2.4 TYPES OF ADVANCES. The Advances may be Base Rate Advances or
Eurodollar Advances, or a combination thereof, selected by the Borrower in
accordance with SECTIONS 2.8 and 2.9.
2.5 FEES; REDUCTIONS IN AGGREGATE COMMITMENT.
(i) FACILITY FEE. The Borrower agrees to pay to the Administrative Agent
for the ratable account of each Lender a facility fee (the
"Facility Fee") at a per annum rate equal to the Applicable
Facility Fee Rate on the Aggregate Commitment (without regard to
usage) The Facility Fee is payable quarterly in arrears on each
Payment Date hereafter and on the Facility Termination Date.
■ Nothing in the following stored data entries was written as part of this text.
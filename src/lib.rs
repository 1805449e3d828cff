pub mod client;
pub mod config;
pub mod error;
pub mod format;
pub mod llm;
pub mod output;
pub mod server;
pub mod session;
pub mod titles;
pub mod youtube;

use std::sync::LazyLock;

use regex::Regex;
use serde::{Deserialize, Serialize};

pub use error::{Error, Result};

/// Display-ready metadata for a single video
#[derive(Debug, Clone, PartialEq, Eq, Serialize, Deserialize)]
#[serde(rename_all = "camelCase")]
pub struct VideoSummary {
    pub title: String,
    #[serde(rename = "thumbnail")]
    pub thumbnail_url: String,
    #[serde(rename = "duration")]
    pub duration_text: String,
    pub channel_title: String,
    #[serde(default, skip_serializing_if = "Option::is_none")]
    pub view_count: Option<String>,
    #[serde(default, skip_serializing_if = "Option::is_none")]
    pub like_count: Option<String>,
}

/// Ordered URL shapes; the first one that matches wins.
static VIDEO_ID_PATTERNS: LazyLock<Vec<Regex>> = LazyLock::new(|| {
    [
        // youtube.com/watch?v=ID
        r"youtube\.com/watch\?(?:[^#\n]*&)?v=([^&\n?#]+)",
        // youtu.be/ID
        r"youtu\.be/([^&\n?#]+)",
        // youtube.com/embed/ID
        r"youtube\.com/embed/([^&\n?#]+)",
        // youtube.com/shorts/ID
        r"youtube\.com/shorts/([^&\n?#]+)",
    ]
    .iter()
    .map(|p| Regex::new(p).unwrap())
    .collect()
});

/// Extract video ID from the supported YouTube URL formats
pub fn extract_video_id(input: &str) -> Option<String> {
    let input = input.trim();

    VIDEO_ID_PATTERNS
        .iter()
        .find_map(|re| re.captures(input))
        .map(|caps| caps[1].to_string())
}
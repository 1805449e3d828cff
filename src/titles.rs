use std::sync::LazyLock;

use log::{debug, info};
use regex::Regex;

use crate::Result;
use crate::llm::Completer;

/// Upper bound on the number of variations handed back to callers
pub const MAX_VARIATIONS: usize = 5;

// stacked markers ("1. 2. Foo") go in one pass
static ENUMERATION_RE: LazyLock<Regex> = LazyLock::new(|| Regex::new(r"^(?:\d+\.\s*)+").unwrap());

/// Build the fixed generation prompt around a seed title
pub fn build_prompt(seed_title: &str) -> String {
    format!(
        "Given this YouTube video title: \"{seed_title}\"

Generate 5 alternative title variations that are engaging, clickable, and would perform well on YouTube. Each title should:
- Be attention-grabbing but not clickbait
- Maintain the core topic/message
- Be under 100 characters
- Use different approaches (question, statement, how-to, etc.)

Return ONLY the 5 titles, one per line, numbered 1-5. No explanations or additional text."
    )
}

/// Turn free-form model output into at most five clean titles.
///
/// Each line loses every leading `N.` marker and surrounding whitespace; blank
/// lines are dropped. No line of the output starts with a marker, so applying
/// this to its own output is a no-op.
pub fn normalize_variations(text: &str) -> Vec<String> {
    // indented numbering counts as leading
    text.split('\n')
        .map(|line| ENUMERATION_RE.replace(line.trim_start(), "").trim().to_string())
        .filter(|line| !line.is_empty())
        .take(MAX_VARIATIONS)
        .collect()
}

/// Ask the completion backend for alternative titles
pub async fn generate_variations(
    completer: &dyn Completer,
    seed_title: &str,
    max_tokens: u32,
) -> Result<Vec<String>> {
    let prompt = build_prompt(seed_title);
    let text = completer.complete_text(&prompt, max_tokens).await?;
    debug!("Raw completion: {text:?}");

    let variations = normalize_variations(&text);
    info!(
        "Generated {} title variations via {}",
        variations.len(),
        completer.provider()
    );
    Ok(variations)
}
use std::io::{self, BufRead, Write};
use std::net::SocketAddr;
use std::path::PathBuf;

use eyre::{Result, WrapErr};
use log::{debug, info};

mod cli;

use cli::{Cli, Command, OutputFormat};
use tubetitles::client::ApiClient;
use tubetitles::config::{Config, Credentials, DEFAULT_HOST, DEFAULT_PORT};
use tubetitles::output::{render_json, render_variations, render_video};
use tubetitles::server::{self, AppState};
use tubetitles::session::{Session, parse_input};

fn setup_logging(to_file: bool) -> Result<()> {
    let env = env_logger::Env::default().default_filter_or("info");
    let mut builder = env_logger::Builder::from_env(env);

    if to_file {
        let log_dir = log_dir();
        std::fs::create_dir_all(&log_dir)?;
        let log_file = log_dir.join("tubetitles.log");
        let target = Box::new(std::fs::OpenOptions::new().create(true).append(true).open(&log_file)?);
        builder.target(env_logger::Target::Pipe(target));
        builder.init();
        info!("Logging initialized: {}", log_file.display());
    } else {
        builder.init();
    }
    Ok(())
}

fn log_dir() -> PathBuf {
    dirs::data_local_dir()
        .unwrap_or_else(|| PathBuf::from("."))
        .join("tubetitles")
        .join("logs")
}

fn build_after_help() -> String {
    let log_path = log_dir().join("tubetitles.log");
    let config_path = tubetitles::config::config_path();

    format!(
        "\nENVIRONMENT:\n  YOUTUBE_API_KEY     YouTube Data API key\n  ANTHROPIC_API_KEY   Anthropic key (provider = anthropic)\n  GROQ_API_KEY        Groq key (provider = groq)\n\nConfig is read from: {}\nClient logs are written to: {}",
        config_path.display(),
        log_path.display()
    )
}

#[tokio::main]
async fn main() -> Result<()> {
    dotenvy::dotenv().ok();

    let cmd = <Cli as clap::CommandFactory>::command().after_help(build_after_help());
    let matches = cmd.get_matches();
    let cli = <Cli as clap::FromArgMatches>::from_arg_matches(&matches)?;

    setup_logging(!matches!(cli.command, Command::Serve { .. }))?;

    // Load config file (non-fatal if missing/invalid)
    let config = Config::load().unwrap_or_else(|e| {
        eprintln!("Ignoring config file: {e}");
        Config::default()
    });

    if cli.verbose {
        let config_path = tubetitles::config::config_path();
        if config_path.exists() {
            eprintln!("Config: {}", config_path.display());
        }
    }

    let client = reqwest::Client::new();

    match cli.command {
        Command::Serve { host, port, provider } => {
            let host = host
                .or_else(|| config.host.clone())
                .unwrap_or_else(|| DEFAULT_HOST.to_string());
            let port = port
                .or_else(|| std::env::var("PORT").ok().and_then(|p| p.parse().ok()))
                .or(config.port)
                .unwrap_or(DEFAULT_PORT);
            let provider = provider.or(config.provider).unwrap_or_default();

            let addr: SocketAddr = format!("{host}:{port}")
                .parse()
                .wrap_err_with(|| format!("invalid listen address {host}:{port}"))?;

            let credentials = Credentials::from_env();
            credentials.warn_missing(provider);

            let state = AppState::new(client, &config, &credentials, provider);
            server::serve(addr, state).await?;
        }
        Command::Info {
            url,
            generate,
            format,
            api_base,
        } => {
            let api = ApiClient::new(client, api_base.unwrap_or_else(|| config.api_base()));
            match url {
                Some(url) => show_video(&api, &url, generate, format, cli.verbose).await?,
                None => run_session(&api, format).await?,
            }
        }
        Command::Generate {
            title,
            format,
            api_base,
        } => {
            let api = ApiClient::new(client, api_base.unwrap_or_else(|| config.api_base()));
            let variations = api.generate_titles(&title).await?;
            let rendered = match format {
                OutputFormat::Text => render_variations(&variations),
                OutputFormat::Json => render_json(None, Some(&variations)),
            };
            println!("{rendered}");
        }
    }

    Ok(())
}

async fn show_video(api: &ApiClient, url: &str, generate: bool, format: OutputFormat, verbose: bool) -> Result<()> {
    let video_id = parse_input(url)?;
    if verbose {
        eprintln!("Video ID: {video_id}");
    }

    let summary = api.fetch_video_info(&video_id).await?;
    let variations = if generate {
        Some(api.generate_titles(&summary.title).await?)
    } else {
        None
    };

    let rendered = match format {
        OutputFormat::Json => render_json(Some(&summary), variations.as_deref()),
        OutputFormat::Text => {
            let mut out = render_video(&summary);
            if let Some(ref variations) = variations {
                out.push_str("\n\n");
                out.push_str(&render_variations(variations));
            }
            out
        }
    };
    println!("{rendered}");
    Ok(())
}

/// Line-oriented session: a URL loads a video, `generate` asks for titles.
async fn run_session(api: &ApiClient, format: OutputFormat) -> Result<()> {
    let mut session = Session::new();
    let stdin = io::stdin();

    prompt()?;
    for line in stdin.lock().lines() {
        let line = line?;
        let line = line.trim();

        match line {
            "" => {}
            "quit" | "exit" => break,
            "generate" => match session.seed_title() {
                Ok(seed) => match api.generate_titles(seed).await {
                    Ok(variations) => println!(
                        "{}",
                        match format {
                            OutputFormat::Text => render_variations(&variations),
                            OutputFormat::Json => render_json(None, Some(&variations)),
                        }
                    ),
                    Err(e) => eprintln!("error: {e}"),
                },
                Err(e) => eprintln!("error: {e}"),
            },
            input => {
                let loaded = match parse_input(input) {
                    Ok(video_id) => api.fetch_video_info(&video_id).await,
                    Err(e) => Err(e),
                };
                match loaded {
                    Ok(summary) => {
                        let summary = session.load(summary);
                        debug!("Loaded {}", summary.title);
                        println!(
                            "{}",
                            match format {
                                OutputFormat::Text => render_video(summary),
                                OutputFormat::Json => render_json(Some(summary), None),
                            }
                        );
                    }
                    Err(e) => {
                        session.clear();
                        eprintln!("error: {e}");
                    }
                }
            }
        }
        prompt()?;
    }

    Ok(())
}

fn prompt() -> io::Result<()> {
    eprint!("> ");
    io::stderr().flush()
}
(ii) UTILIZATION FEE. For each day on which the sum of (a) the aggregate
principal amount of all outstanding Advances under this Agreement
and (b) the aggregate principal amount of all outstanding
"Advances" under (and as defined in) the Long-Term Credit
Agreement equals or exceeds 33% of the sum of (I) the Aggregate
Commitment under this Agreement and (II) the "Aggregate
Commitment" under (and as defined in) the Long-Term Credit
Agreement, the Borrower agrees to pay to the Administrative Agent
for the ratable account of each Lender based on such Lender's
outstanding Advances a utilization fee (the "Utilization Fee") at
a per annum rate equal to the Applicable Utilization Fee Rate on
the average daily amount of all outstanding Advances. The
Utilization Fee is payable quarterly in arrears on each Payment
Date hereafter and on the Facility Termination Date.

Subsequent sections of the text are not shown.